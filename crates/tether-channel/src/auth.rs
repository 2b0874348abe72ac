//! Authentication gate.
//!
//! Consumes handshake envelopes and maintains the authenticated /
//! reauth-required flags on the shared [`ChannelStatus`]. The
//! reauth-required flag is sticky: retrying with the same bad credential
//! would fail identically, so the channel suppresses reconnection until an
//! external credential-update flow replaces the credential and forces a
//! reconnect.

use std::sync::Arc;

use tracing::{info, warn};

use crate::status::{ChannelStatus, ConnectionState};

/// Highest auth scheme version this client understands.
pub const SUPPORTED_AUTH_VERSION: u32 = 1;

/// Tracks authentication state over the channel status.
pub struct AuthGate {
    status: Arc<ChannelStatus>,
}

impl AuthGate {
    /// Create a gate over the given status.
    #[must_use]
    pub fn new(status: Arc<ChannelStatus>) -> Self {
        Self { status }
    }

    /// Consume a `hello`. A newer server auth version is non-fatal.
    pub fn on_hello(&self, protocol_version: u32, auth_version: u32) {
        if auth_version > SUPPORTED_AUTH_VERSION {
            warn!(
                server_auth_version = auth_version,
                supported = SUPPORTED_AUTH_VERSION,
                "server auth version newer than client, proceeding"
            );
        }
        info!(protocol_version, auth_version, "handshake hello received");
        self.status.set_connected(true);
        self.status.set_state(ConnectionState::Authenticating);
    }

    /// Consume a `connected` acknowledgment.
    pub fn on_connected(&self) {
        self.status.set_authenticated(true);
        self.status.set_state(ConnectionState::Connected);
        info!("authenticated");
    }

    /// Consume an `auth_error`. Sets the sticky reauth flag.
    pub fn on_auth_failed(&self, reason: &str) {
        warn!(reason, "authentication rejected");
        self.status.set_authenticated(false);
        self.status.set_requires_reauthentication(true);
        self.status.set_last_error(reason);
        self.status.set_state(ConnectionState::SuspendedNeedsReauth);
    }
}

// ─────────────────────────────────────────────────────────────────────────────
// Tests
// ─────────────────────────────────────────────────────────────────────────────
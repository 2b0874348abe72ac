//! Socket transport seam.
//!
//! The channel reaches the network through [`SocketFactory`] so tests can
//! substitute a scripted in-process socket. [`TungsteniteFactory`] is the
//! production implementation: it connects, splits the stream, and pumps
//! frames through unbounded channels so the channel's read loop never
//! touches the socket types directly.

use async_trait::async_trait;
use futures::{SinkExt, StreamExt};
use thiserror::Error;
use tokio::sync::mpsc;
use tokio_tungstenite::connect_async;
use tokio_tungstenite::tungstenite::Message;
use tracing::debug;

/// Errors from socket establishment.
#[derive(Debug, Error)]
pub enum TransportError {
    /// The connection attempt failed.
    #[error("socket connect failed: {0}")]
    Connect(String),
}

/// Events surfaced by a connected socket.
#[derive(Clone, Debug, PartialEq, Eq)]
pub enum SocketEvent {
    /// One inbound text frame.
    Frame(String),
    /// The socket closed, with a reason when one is known.
    Closed(Option<String>),
}

/// A connected socket: an outbound frame sender and an inbound event
/// receiver. Dropping the sender tears the socket down.
pub struct SocketHandle {
    /// Outbound frames (already-encoded JSON).
    pub outbound: mpsc::UnboundedSender<String>,
    /// Inbound frames and the terminal close event.
    pub inbound: mpsc::UnboundedReceiver<SocketEvent>,
}

/// Creates connected sockets.
#[async_trait]
pub trait SocketFactory: Send + Sync {
    /// Open a socket to `url`.
    async fn connect(&self, url: &str) -> Result<SocketHandle, TransportError>;
}

/// Production factory over `tokio-tungstenite`.
#[derive(Clone, Copy, Debug, Default)]
pub struct TungsteniteFactory;

#[async_trait]
impl SocketFactory for TungsteniteFactory {
    async fn connect(&self, url: &str) -> Result<SocketHandle, TransportError> {
        let (stream, _response) = connect_async(url)
            .await
            .map_err(|e| TransportError::Connect(e.to_string()))?;
        let (mut sink, mut source) = stream.split();

        let (out_tx, mut out_rx) = mpsc::unbounded_channel::<String>();
        let (in_tx, in_rx) = mpsc::unbounded_channel::<SocketEvent>();

        // Outbound pump: forward frames until the sender side is dropped or
        // the sink dies.
        let _ = tokio::spawn(async move {
            while let Some(text) = out_rx.recv().await {
                if sink.send(Message::Text(text.into())).await.is_err() {
                    break;
                }
            }
        });

        // Inbound pump: surface text frames; the mobile backend may send
        // binary frames carrying UTF-8 JSON.
        let _ = tokio::spawn(async move {
            let mut close_reason: Option<String> = None;
            while let Some(item) = source.next().await {
                match item {
                    Ok(Message::Text(text)) => {
                        if in_tx.send(SocketEvent::Frame(text.to_string())).is_err() {
                            return;
                        }
                    }
                    Ok(Message::Binary(data)) => match std::str::from_utf8(&data) {
                        Ok(text) => {
                            if in_tx.send(SocketEvent::Frame(text.to_owned())).is_err() {
                                return;
                            }
                        }
                        Err(_) => {
                            debug!(len = data.len(), "dropping non-UTF8 binary frame");
                        }
                    },
                    Ok(Message::Close(frame)) => {
                        close_reason = frame.map(|f| f.reason.to_string());
                        break;
                    }
                    Ok(Message::Ping(_) | Message::Pong(_) | Message::Frame(_)) => {}
                    Err(e) => {
                        close_reason = Some(e.to_string());
                        break;
                    }
                }
            }
            let _ = in_tx.send(SocketEvent::Closed(close_reason));
        });

        Ok(SocketHandle {
            outbound: out_tx,
            inbound: in_rx,
        })
    }
}
//! Error types for the channel crate.

use thiserror::Error;

use crate::transport::TransportError;
use tether_core::errors::ProtocolError;

/// Errors surfaced by [`crate::SessionChannel`] operations.
#[derive(Debug, Error)]
pub enum ChannelError {
    /// No usable socket.
    #[error("not connected to the backend")]
    NotConnected,

    /// `connect` has not been called with a logical session id yet.
    #[error("no logical session; call connect first")]
    NoSession,

    /// The target remote session already has a turn in flight.
    #[error("session {remote_session_id} has a turn in flight")]
    SessionBusy {
        /// The locked remote session.
        remote_session_id: String,
    },

    /// Frame encode/decode failure.
    #[error(transparent)]
    Protocol(#[from] ProtocolError),

    /// Socket establishment failure.
    #[error(transparent)]
    Transport(#[from] TransportError),
}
* * * *
[Your objective] Gather all lines from the records above in which "surfaced" appears.

[Problem solution]
/// Events surfaced by a connected socket.
/// Errors surfaced by [`crate::SessionChannel`] operations.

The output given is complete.